Therapy is not a bad thing. It is not a dirty word, or something gross or to be ashamed of. Therapy is a support system and something to allow you that time and area to grieve, cry, yell, laugh, and express yourself in ways you can't anywhere else.
Therapy does not mean you are crazy or need to be medicated. Although if you need medication, by all means, take it, and accept the help you are being offered. Therapy is a place to work on yourself, with no judgment, no shame, and nothing holding you back.
I go to therapy. I am medicated.
I suffer from PTSD, Depression, and Anxiety.
My dad died in 2018, and my whole life fell apart. I was faced with the realization of having only one parent. I came to the realization my father was not always a nice man, and I had to learn how to be me.
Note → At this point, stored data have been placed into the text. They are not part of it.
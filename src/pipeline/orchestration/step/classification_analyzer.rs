use std::sync::{Arc, Mutex};
use std::time::Instant;

use async_trait::async_trait;

use super::{convert_and_forward, run_blocking, shared_buffer};
use crate::error::AppError;
use crate::pipeline::context::{FrameContext, IngestedState};
use crate::pipeline::domain::{top_k, Analysis, AnalysisOutput, Labels, Prediction};
use crate::pipeline::orchestration::processing_pipeline::AnalyzerStep;
use crate::pipeline::preprocessing::{TensorBuffer, TensorSpec};
use crate::runtime::tensor::select_output;
use crate::runtime::ModuleLoader;

pub const DEFAULT_TOP_K: usize = 3;

struct ClassificationSettings {
    output_name: Option<String>,
    top_k: usize,
    labels: Labels,
}

/// Top-K class predictions from an image classification module.
pub struct ClassificationAnalyzer {
    loader: Arc<ModuleLoader>,
    buffer: Arc<Mutex<TensorBuffer>>,
    settings: Arc<ClassificationSettings>,
}

impl ClassificationAnalyzer {
    pub fn new(loader: Arc<ModuleLoader>, spec: TensorSpec, labels: Labels) -> Self {
        Self {
            loader,
            buffer: shared_buffer(TensorBuffer::new(spec)),
            settings: Arc::new(ClassificationSettings {
                output_name: None,
                top_k: DEFAULT_TOP_K,
                labels,
            }),
        }
    }

    pub fn with_top_k(mut self, top_k: usize) -> Self {
        if let Some(settings) = Arc::get_mut(&mut self.settings) {
            settings.top_k = top_k;
        }
        self
    }

    pub fn with_output_name(mut self, output_name: impl Into<String>) -> Self {
        if let Some(settings) = Arc::get_mut(&mut self.settings) {
            settings.output_name = Some(output_name.into());
        }
        self
    }
}

#[async_trait]
impl AnalyzerStep for ClassificationAnalyzer {
    async fn analyze(&self, ctx: &FrameContext<IngestedState>) -> Result<Analysis, AppError> {
        let module = self.loader.get().await?;
        let frame = ctx.shared_frame();
        let buffer = Arc::clone(&self.buffer);
        let settings = Arc::clone(&self.settings);

        run_blocking(move || {
            let start = Instant::now();
            let pass = convert_and_forward(module.as_ref(), &buffer, &frame)?;

            let output = select_output(&pass.outputs, settings.output_name.as_deref())?;
            let scores = &output.data;
            let predictions = top_k(scores, settings.top_k)
                .into_iter()
                .map(|class_index| Prediction {
                    class_index,
                    label: settings.labels.name(class_index),
                    score: scores[class_index],
                })
                .collect();

            Ok(Analysis::new(
                AnalysisOutput::Classification(predictions),
                pass.forward_duration,
                start.elapsed(),
            ))
        })
        .await
    }

    fn name(&self) -> &'static str {
        "classification"
    }
}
So many things happening at once, along with going through the grieving process of my father's sudden death.
"Who is Jessica?" my mom, my roommate, and my therapist asked me this all the time. Who am I? What do I want? What do I like? Where do I wanna go? All these questions about me, because it's time to take care of me, and truthfully the answer is; I don't know.
Jessica has always been this person who takes care of others. Cooks, cleans, worries about bills, does her homework and other people's. Jessica grew up a bit differently than everyone else, she grew up not building a personal identity, but building other people up.
I attend therapy every three weeks. Sometimes that is too much to close together, and sometimes but the third week I am eating away at my skin and needing to sit in front of my therapist. Therapy does help, it helps in ways you would never realize it does. Therapy has taught me deep breathing techniques, mindfulness, and it is helping me work through my grief, guilt, anger, and sadness.
My therapist is the one who diagnosed me with PTSD, which helped me understand why I was having these constant vicious, crystal clear, flashbacks. I called them visions, it was the best way to explain it. Like I was living it and seeing it all happen over and over again. But I knew I wasn't there, It was like these 'visions' took over my eyesight of what I was currently looking at. It felt like I was literally being pulled out of my current moment and someone was playing a movie reel of the worst week of my life.
My therapist found that and helps me with that because I talk to her. I tell her things because I feel safe there. If you do not feel safe with your therapist, or feel like you talk to them openly and comfortably that can mean two things.
One, you are not ready for therapy. You have started the process of going, and planted the seed of mental health help in your mind, but you have somethings still holding you back, and that is okay. Go at your own pace.
Second, you have the wrong therapist. My first therapist was an older man, and there was no connection between us. I did not go back. My current therapist appears to be closer to my age when we talk she takes an interest in what I am saying. Not the whole, "that's her job, you are paying her to care." but like she actually understands where I am coming from.
Nikki does not take notes when we talk, so I don't feel like some lab experiment. She has learned the names of the people I talk about and who they are (friends, family, sisters), she does not have to keep asking me who so-and-so is. We click.
Go to therapy, even if you haven't had a traumatic experience in your life. It is a wondrous thing and you will be so surprised by what you will find out about yourself, and how to help yourself.
If you have had a traumatic experience in your life, go to therapy. Get the help you deserve. Our mental health will eventually control our entire like, we need to keep it just as healthy as we do our blood pressure.